O pinhão é o fruto mais serrano que existe testemunhando sua valentia pelo fato de ser uma das únicas frutas que tem coragem de enfrentar o frio arrepiante e as imaginárias nevascas que cobrem as coxilhas e montanhas de Cima da Serra.

Além disso, tem comovente traço de generosidade ao se oferecer, por perdidos matagais, aos caboclos que buscam essa fruta para mitigar sua vontade de comer e acumular alguma graxazinha para enfrentar o inverno. Nos ranchos, enquanto isso, suas famílias estão esperando, com um olho no fogo de chão e outra na panela preta que balança no tripé, ansiando para oferecer mais uma cozinhada dos santificados filhos das araucárias. 

O pinhão é o mais puro exemplo de integração regional serrana. Desde os cantos de Tainhas até as caídas da nossa Linha Araripe, as estradas estão marcadas por tendas em que ele é oferecido a quem quiser adquiri-lo, como alimento de inverno ou originalidade a ser mostrada para amigos e parentes que moram longe. E na frente dessas pequenas fogueiras ocorre comovente uniformidade social entre caboclos cheirando a rezina de lenha de mato, madames a Cristian Dior, trabalhadores a espera de banho: conjunto de aromas que deixa batendo cabeça até os bichos do mato que estão espiando.

Enquanto isso, os turistas vão atirando suas inquietações para as valetas das estradas e permitem que neles desperte a centelha do descanso que vieram buscar.

A venda de pinhão na margem das rodovias é teimosa expressão cultural que Gramado vive desde sua criação. Ela adquiriu fisionomias diferentes conforme o andar das épocas, transformando-se de grosso negócio empresarial em peça ritual de refinado cenário turístico. E, para manter a fidelidade ao que sempre foi, quando os caboclos catam seus pinhões não perguntam quem é o dono das terras onde os pinheiros estão: usam o brio de quem se criou sem ser mandado.
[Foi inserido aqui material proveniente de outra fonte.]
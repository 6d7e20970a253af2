use std::{fs, path::PathBuf};

use anyhow::Result;
use chunkio::format_fields;
use clap::Args;

use crate::{format::FileFormat, writer::open_reader};

#[derive(Args)]
pub struct SchemaArgs {
    /// Path to the IPC or Parquet file
    input: PathBuf,

    /// Input format (inferred from the extension if not specified)
    #[arg(short, long, value_enum)]
    format: Option<FileFormat>,

    /// Output file path (stdout if not specified)
    #[arg(short, long)]
    output: Option<PathBuf>,
}

impl SchemaArgs {
    pub fn run(self) -> Result<()> {
        let format = FileFormat::resolve(self.format, &self.input)?;
        let (schema, _) = open_reader(format, &self.input)?;
        let text = format_fields(&schema)?;

        match self.output {
            Some(path) => fs::write(path, format!("{text}\n"))?,
            None => println!("{text}"),
        }
        Ok(())
    }
}
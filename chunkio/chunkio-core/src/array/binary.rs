use std::fmt::{self, Debug, Display, Formatter};

use crate::{ArrayError, Bitmap, DataType};

use super::write_values;

/// Offset width of variable-length arrays: `i32` for the regular variants and
/// `i64` for the large ones.
pub trait Offset: Copy + Default + Debug + Send + Sync + 'static {
    const IS_LARGE: bool;
    const MAX: usize;

    fn from_usize(value: usize) -> Option<Self>;
    fn to_usize(self) -> Option<usize>;
}

impl Offset for i32 {
    const IS_LARGE: bool = false;
    const MAX: usize = i32::MAX as usize;

    fn from_usize(value: usize) -> Option<Self> {
        i32::try_from(value).ok()
    }

    fn to_usize(self) -> Option<usize> {
        usize::try_from(self).ok()
    }
}

impl Offset for i64 {
    const IS_LARGE: bool = true;
    const MAX: usize = i64::MAX as usize;

    fn from_usize(value: usize) -> Option<Self> {
        i64::try_from(value).ok()
    }

    fn to_usize(self) -> Option<usize> {
        usize::try_from(self).ok()
    }
}

/// Offsets validated against a value buffer of `values_len` bytes, converted
/// to `usize` once so element access never re-checks them.
#[derive(Debug, Clone, PartialEq, Eq)]
struct Offsets {
    starts: Vec<usize>,
}

impl Offsets {
    fn with_capacity(len: usize) -> Self {
        let mut starts = Vec::with_capacity(len + 1);
        starts.push(0);
        Self { starts }
    }

    fn try_from_raw<O: Offset>(
        raw: &[O],
        values_len: usize,
        data_type: DataType,
    ) -> Result<Self, ArrayError> {
        let invalid = |detail: String| ArrayError::InvalidOffsets {
            data_type: data_type.clone(),
            detail,
        };
        if raw.is_empty() {
            return Err(invalid("offsets must contain at least one entry".into()));
        }
        let mut starts = Vec::with_capacity(raw.len());
        for (i, offset) in raw.iter().enumerate() {
            let offset = offset
                .to_usize()
                .ok_or_else(|| invalid(format!("negative offset at {i}")))?;
            if starts.last().is_some_and(|prev| offset < *prev) {
                return Err(invalid(format!("offsets decrease at {i}")));
            }
            starts.push(offset);
        }
        if starts.last().copied() != Some(values_len) {
            return Err(invalid(format!(
                "last offset does not match {values_len} value bytes"
            )));
        }
        Ok(Self { starts })
    }

    fn len(&self) -> usize {
        self.starts.len() - 1
    }

    fn range(&self, index: usize) -> std::ops::Range<usize> {
        self.starts[index]..self.starts[index + 1]
    }

    fn to_raw<O: Offset>(&self) -> Vec<O> {
        // Every start was bounded by `O::MAX` at construction.
        self.starts
            .iter()
            .map(|start| O::from_usize(*start).unwrap_or_default())
            .collect()
    }
}

/// Appends one element's bytes, failing once the total exceeds `O::MAX`.
fn push_value<O: Offset>(
    offsets: &mut Offsets,
    values: &mut Vec<u8>,
    bytes: &[u8],
    data_type: impl FnOnce() -> DataType,
) -> Result<(), ArrayError> {
    values.extend_from_slice(bytes);
    if values.len() > O::MAX {
        return Err(ArrayError::OffsetOverflow {
            data_type: data_type(),
            max: O::MAX,
        });
    }
    offsets.starts.push(values.len());
    Ok(())
}

fn check_validity(len: usize, validity: &Option<Bitmap>) -> Result<(), ArrayError> {
    match validity {
        Some(bitmap) if bitmap.len() != len => Err(ArrayError::ValidityLengthMismatch {
            len,
            validity_len: bitmap.len(),
        }),
        _ => Ok(()),
    }
}

/// Immutable, null-aware sequence of byte strings.
#[derive(Debug, Clone)]
pub struct GenericBinaryArray<O: Offset> {
    offsets: Offsets,
    values: Vec<u8>,
    validity: Option<Bitmap>,
    _offset: std::marker::PhantomData<O>,
}

pub type BinaryArray = GenericBinaryArray<i32>;
pub type LargeBinaryArray = GenericBinaryArray<i64>;

impl<O: Offset> GenericBinaryArray<O> {
    /// Builds an array from raw offsets, value bytes and optional validity.
    pub fn try_new(
        offsets: &[O],
        values: Vec<u8>,
        validity: Option<Bitmap>,
    ) -> Result<Self, ArrayError> {
        let offsets = Offsets::try_from_raw(offsets, values.len(), Self::DATA_TYPE)?;
        check_validity(offsets.len(), &validity)?;
        Ok(Self {
            offsets,
            values,
            validity: validity.and_then(Bitmap::into_validity),
            _offset: std::marker::PhantomData,
        })
    }

    /// Builds an array from optional byte strings.
    ///
    /// Fails with [`ArrayError::OffsetOverflow`] when the total byte length
    /// does not fit the offset width.
    pub fn try_from_iter<I, B>(iter: I) -> Result<Self, ArrayError>
    where
        I: IntoIterator<Item = Option<B>>,
        B: AsRef<[u8]>,
    {
        let iter = iter.into_iter();
        let capacity = iter.size_hint().0;
        let mut offsets = Offsets::with_capacity(capacity);
        let mut values = Vec::new();
        let mut validity = Bitmap::with_capacity(capacity);
        for item in iter {
            validity.push(item.is_some());
            let bytes = item.as_ref().map_or(&[][..], |b| b.as_ref());
            push_value::<O>(&mut offsets, &mut values, bytes, || Self::DATA_TYPE)?;
        }
        Ok(Self {
            offsets,
            values,
            validity: validity.into_validity(),
            _offset: std::marker::PhantomData,
        })
    }

    const DATA_TYPE: DataType = if O::IS_LARGE {
        DataType::LargeBinary
    } else {
        DataType::Binary
    };

    pub fn data_type(&self) -> DataType {
        Self::DATA_TYPE
    }

    pub fn len(&self) -> usize {
        self.offsets.len()
    }

    pub fn is_empty(&self) -> bool {
        self.len() == 0
    }

    pub fn is_valid(&self, index: usize) -> bool {
        assert!(index < self.len(), "index {index} out of bounds for length {}", self.len());
        self.validity.as_ref().is_none_or(|bitmap| bitmap.get(index))
    }

    pub fn is_null(&self, index: usize) -> bool {
        !self.is_valid(index)
    }

    pub fn null_count(&self) -> usize {
        self.validity.as_ref().map_or(0, Bitmap::unset_bits)
    }

    pub fn get(&self, index: usize) -> Option<&[u8]> {
        if index < self.len() && self.is_valid(index) {
            Some(&self.values[self.offsets.range(index)])
        } else {
            None
        }
    }

    pub fn offsets(&self) -> Vec<O> {
        self.offsets.to_raw()
    }

    pub fn values(&self) -> &[u8] {
        &self.values
    }

    pub fn validity(&self) -> Option<&Bitmap> {
        self.validity.as_ref()
    }

    pub fn iter(&self) -> impl ExactSizeIterator<Item = Option<&[u8]>> + '_ {
        (0..self.len()).map(|i| self.get(i))
    }
}

/// # Panics
/// Panics when the total byte length does not fit the offset width; use
/// [`GenericBinaryArray::try_from_iter`] to handle that case.
impl<O: Offset, B: AsRef<[u8]>> FromIterator<Option<B>> for GenericBinaryArray<O> {
    fn from_iter<I: IntoIterator<Item = Option<B>>>(iter: I) -> Self {
        match Self::try_from_iter(iter) {
            Ok(array) => array,
            Err(e) => panic!("{e}"),
        }
    }
}

impl<O: Offset> PartialEq for GenericBinaryArray<O> {
    fn eq(&self, other: &Self) -> bool {
        self.len() == other.len() && self.iter().eq(other.iter())
    }
}

impl<O: Offset> Display for GenericBinaryArray<O> {
    fn fmt(&self, f: &mut Formatter<'_>) -> fmt::Result {
        write!(f, "{}", Self::DATA_TYPE)?;
        write_values(f, self.iter(), |f, v| {
            f.write_str("0x")?;
            v.iter().try_for_each(|b| write!(f, "{b:02x}"))
        })
    }
}

/// Immutable, null-aware sequence of UTF-8 strings.
#[derive(Debug, Clone)]
pub struct GenericStringArray<O: Offset> {
    offsets: Offsets,
    values: String,
    validity: Option<Bitmap>,
    _offset: std::marker::PhantomData<O>,
}

pub type StringArray = GenericStringArray<i32>;
pub type LargeStringArray = GenericStringArray<i64>;

impl<O: Offset> GenericStringArray<O> {
    /// Builds an array from raw offsets, UTF-8 value bytes and optional
    /// validity. Every offset must fall on a character boundary.
    pub fn try_new(
        offsets: &[O],
        values: Vec<u8>,
        validity: Option<Bitmap>,
    ) -> Result<Self, ArrayError> {
        let values = String::from_utf8(values)?;
        let offsets = Offsets::try_from_raw(offsets, values.len(), Self::DATA_TYPE)?;
        if let Some(i) = offsets.starts.iter().position(|s| !values.is_char_boundary(*s)) {
            return Err(ArrayError::InvalidOffsets {
                data_type: Self::DATA_TYPE,
                detail: format!("offset {i} splits a character"),
            });
        }
        check_validity(offsets.len(), &validity)?;
        Ok(Self {
            offsets,
            values,
            validity: validity.and_then(Bitmap::into_validity),
            _offset: std::marker::PhantomData,
        })
    }

    /// Builds an array from optional strings.
    ///
    /// Fails with [`ArrayError::OffsetOverflow`] when the total byte length
    /// does not fit the offset width.
    pub fn try_from_iter<I, S>(iter: I) -> Result<Self, ArrayError>
    where
        I: IntoIterator<Item = Option<S>>,
        S: AsRef<str>,
    {
        let iter = iter.into_iter();
        let capacity = iter.size_hint().0;
        let mut offsets = Offsets::with_capacity(capacity);
        let mut values = Vec::new();
        let mut validity = Bitmap::with_capacity(capacity);
        for item in iter {
            validity.push(item.is_some());
            let text = item.as_ref().map_or("", |s| s.as_ref());
            push_value::<O>(&mut offsets, &mut values, text.as_bytes(), || {
                Self::DATA_TYPE
            })?;
        }
        Ok(Self {
            offsets,
            // Concatenation of `&str`s.
            values: String::from_utf8(values)?,
            validity: validity.into_validity(),
            _offset: std::marker::PhantomData,
        })
    }

    const DATA_TYPE: DataType = if O::IS_LARGE {
        DataType::LargeUtf8
    } else {
        DataType::Utf8
    };

    pub fn data_type(&self) -> DataType {
        Self::DATA_TYPE
    }

    pub fn len(&self) -> usize {
        self.offsets.len()
    }

    pub fn is_empty(&self) -> bool {
        self.len() == 0
    }

    pub fn is_valid(&self, index: usize) -> bool {
        assert!(index < self.len(), "index {index} out of bounds for length {}", self.len());
        self.validity.as_ref().is_none_or(|bitmap| bitmap.get(index))
    }

    pub fn is_null(&self, index: usize) -> bool {
        !self.is_valid(index)
    }

    pub fn null_count(&self) -> usize {
        self.validity.as_ref().map_or(0, Bitmap::unset_bits)
    }

    pub fn get(&self, index: usize) -> Option<&str> {
        if index < self.len() && self.is_valid(index) {
            Some(&self.values[self.offsets.range(index)])
        } else {
            None
        }
    }

    pub fn offsets(&self) -> Vec<O> {
        self.offsets.to_raw()
    }

    pub fn values(&self) -> &str {
        &self.values
    }

    pub fn validity(&self) -> Option<&Bitmap> {
        self.validity.as_ref()
    }

    pub fn iter(&self) -> impl ExactSizeIterator<Item = Option<&str>> + '_ {
        (0..self.len()).map(|i| self.get(i))
    }
}

/// # Panics
/// Panics when the total byte length does not fit the offset width; use
/// [`GenericStringArray::try_from_iter`] to handle that case.
impl<O: Offset, S: AsRef<str>> FromIterator<Option<S>> for GenericStringArray<O> {
    fn from_iter<I: IntoIterator<Item = Option<S>>>(iter: I) -> Self {
        match Self::try_from_iter(iter) {
            Ok(array) => array,
            Err(e) => panic!("{e}"),
        }
    }
}

impl<O: Offset> PartialEq for GenericStringArray<O> {
    fn eq(&self, other: &Self) -> bool {
        self.len() == other.len() && self.iter().eq(other.iter())
    }
}

impl<O: Offset> Display for GenericStringArray<O> {
    fn fmt(&self, f: &mut Formatter<'_>) -> fmt::Result {
        write!(f, "{}", Self::DATA_TYPE)?;
        write_values(f, self.iter(), |f, v| write!(f, "{v:?}"))
    }
}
São gramadenses humildes, cheirando a terra e fumaça, que guardam um senso de liberdade que já adormeceu em seus DNAs, junto com o orgulho de ser parte da vida dos pinheiros e dos pinhões. Cristalizaram o direito de estarem acima de leis periféricas e insensíveis, escrevendo suas posses na letra dos facões, pouco inocentes integrantes do mobiliário do lugar. 

Por tudo isso, para nós, o pinhão não é simples alimento, é símbolo espiritual que harmoniza o que somos com o que queremos que nossa terra sempre seja.